Medicina, i 18 docenti di Padova costerebbero 5 milioni all’anno 

Il caso. Nessun commento dall’Ateneo trentino, ma filtra freddezza sulla prospettiva di un “tutoraggio” a termine Domani l’incontro con il presidente della Provincia, ma gli insegnanti di Trento sarebbero già pronti a iniziare i corsi


GIULIANO LOTT


Trento. Bocche cucite all’Ateneo trentino dopo le indiscrezioni circa la proposta della giunta Fugatti per trovare un accordo sul corso di studi in medicina con l’Università di Padova. Con tutta evidenza, il rettore Paolo Collini e il suo staff attendono l’incontro di domani con il presidente della Provincia. Tuttavia, da alcune indiscrezioni, le tre argomentazioni anticipate sul nostro giornale di ieri non avrebbero affatto convinto i vertici dell’Università di Trento, anche sulla base di elementi oggettivi, a partire dai costi dell’operazione. Che secondo l’ateneo trentino, sarebbero molto più elevati coinvolgendo l’ateneo patavino.

Con Padova costi enormi

Con i nuovi 18 professori richiesti da Padova, la Provincia dovrebbe pagare all’Università veneta, secondo gli esperti, non meno di 30 milioni di euro in 6 anni, vale a dire 5 milioni all'anno, ed escludendo i costi della logistica. Queste previsioni sono al netto dei corsi del primo biennio, di cui si dovrebbe invece curare l’Università di Trento, con dieci docenti propri. Tradotto in vile denaro, significa altri 10-15 milioni di euro. Al di là dell’indisponibilità dell’Università trentina, è anche dubbio, secondo alcuni esperti, che essa possa, dal punto di vista tecnico, insegnare in un "canale" di un altro ateneo. Le risorse finanziarie che dovessero andare a Padova, secondo le leggi vigenti (si calcola il 50% dei 3 milioni, che tuttavia non sarebbero una cifra realistica) non potrebbero mai “tornare” all’Università di Trento.

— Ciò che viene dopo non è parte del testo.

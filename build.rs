// SPDX-License-Identifier: MPL-2.0

use std::process::Command;

fn main() {
    println!("cargo::rerun-if-changed=.git/HEAD");
    println!("cargo::rerun-if-changed=.git/refs/tags");
    println!("cargo::rerun-if-changed=i18n");

    // Packaged builds pin the version from the environment
    let version = if let Ok(v) = std::env::var("CODESCANNER_VERSION") {
        v
    } else {
        git_version()
    };

    println!("cargo::rustc-env=GIT_VERSION={}", version);
}

fn git_version() -> String {
    // "v0.1.0" at a tag, "v0.1.0-5-gabcdef1" after it
    let output = Command::new("git")
        .args(["describe", "--tags", "--always", "--match", "v*"])
        .output();

    let described = match output {
        Ok(output) if output.status.success() => {
            String::from_utf8_lossy(&output.stdout).trim().to_string()
        }
        _ => return env_version(),
    };

    let described = described.strip_prefix('v').unwrap_or(&described);

    if described.contains('-') {
        let parts: Vec<&str> = described.rsplitn(3, '-').collect();
        if parts.len() >= 3 {
            let hash = parts[0].strip_prefix('g').unwrap_or(parts[0]);
            return format!("{}-dirty-{}", parts[2], hash);
        }
    }

    described.to_string()
}

fn env_version() -> String {
    std::env::var("CARGO_PKG_VERSION").unwrap_or_else(|_| "unknown".to_string())
}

“Levatrice”, funzione inutile

Quanto alla funzione di "levatrice" a tempo per l’ateneo di Padova, la partenza di un nuovo corso di laurea non ne ha alcun bisogno. I docenti trentini, come tutti gli altri docenti universitari italiani, hanno già superato rigorosi concorsi di idoneità, e nel corso di medicina non insegnerebbero alcunché di diverso dalle materie che hanno sempre insegnato e che sono abilitati a insegnare. Un docente abilitato può infatti insegnare e fare ricerca in precisi settori scientifico-disciplinari, senza necessità tutor o “levatrici”. Con il proprio personale docente (quasi una dozzina di insegnanti abilitati), Trento può coprire già oggi almeno i primi due anni di corso (manca solo un insegnamento, che può essere affidato a contratto), più alcuni corsi del terzo anno e del quarto anno.

Accreditamento per Padova

Inoltre il fatto che Padova non abbia bisogno di chiedere l'accreditamento a Roma, è vero solo per l’ordinamento didattico (perché sarebbe una fotocopia dei corsi già attivi a Padova e Treviso). Ma per aprire il proprio "canale" didattico dovrà chiedere l'accreditamento proprio come Trento, entro il 22 gennaio. Trento, inoltre, è già pronta ad avviare la pratica entro il termine prescritto. E ancora: sotto un profilo tecnico-normativo, se l’Università di Padova offre di fare un corso interateneo, questi sono regolati da regole piuttosto stringenti, che contemplano tra l’altro la necessità di una nuova richiesta di ordinamento (cioè lo stesso iter che sta affrontando l’Università di Trento per presentare la richiesta per un corso interateneo con Verona e Ferrara). In sostanza, Padova non ha alcuna “corsia preferenziale” al ministero rispetto a Trento ma è soggetta agli stessi obblighi.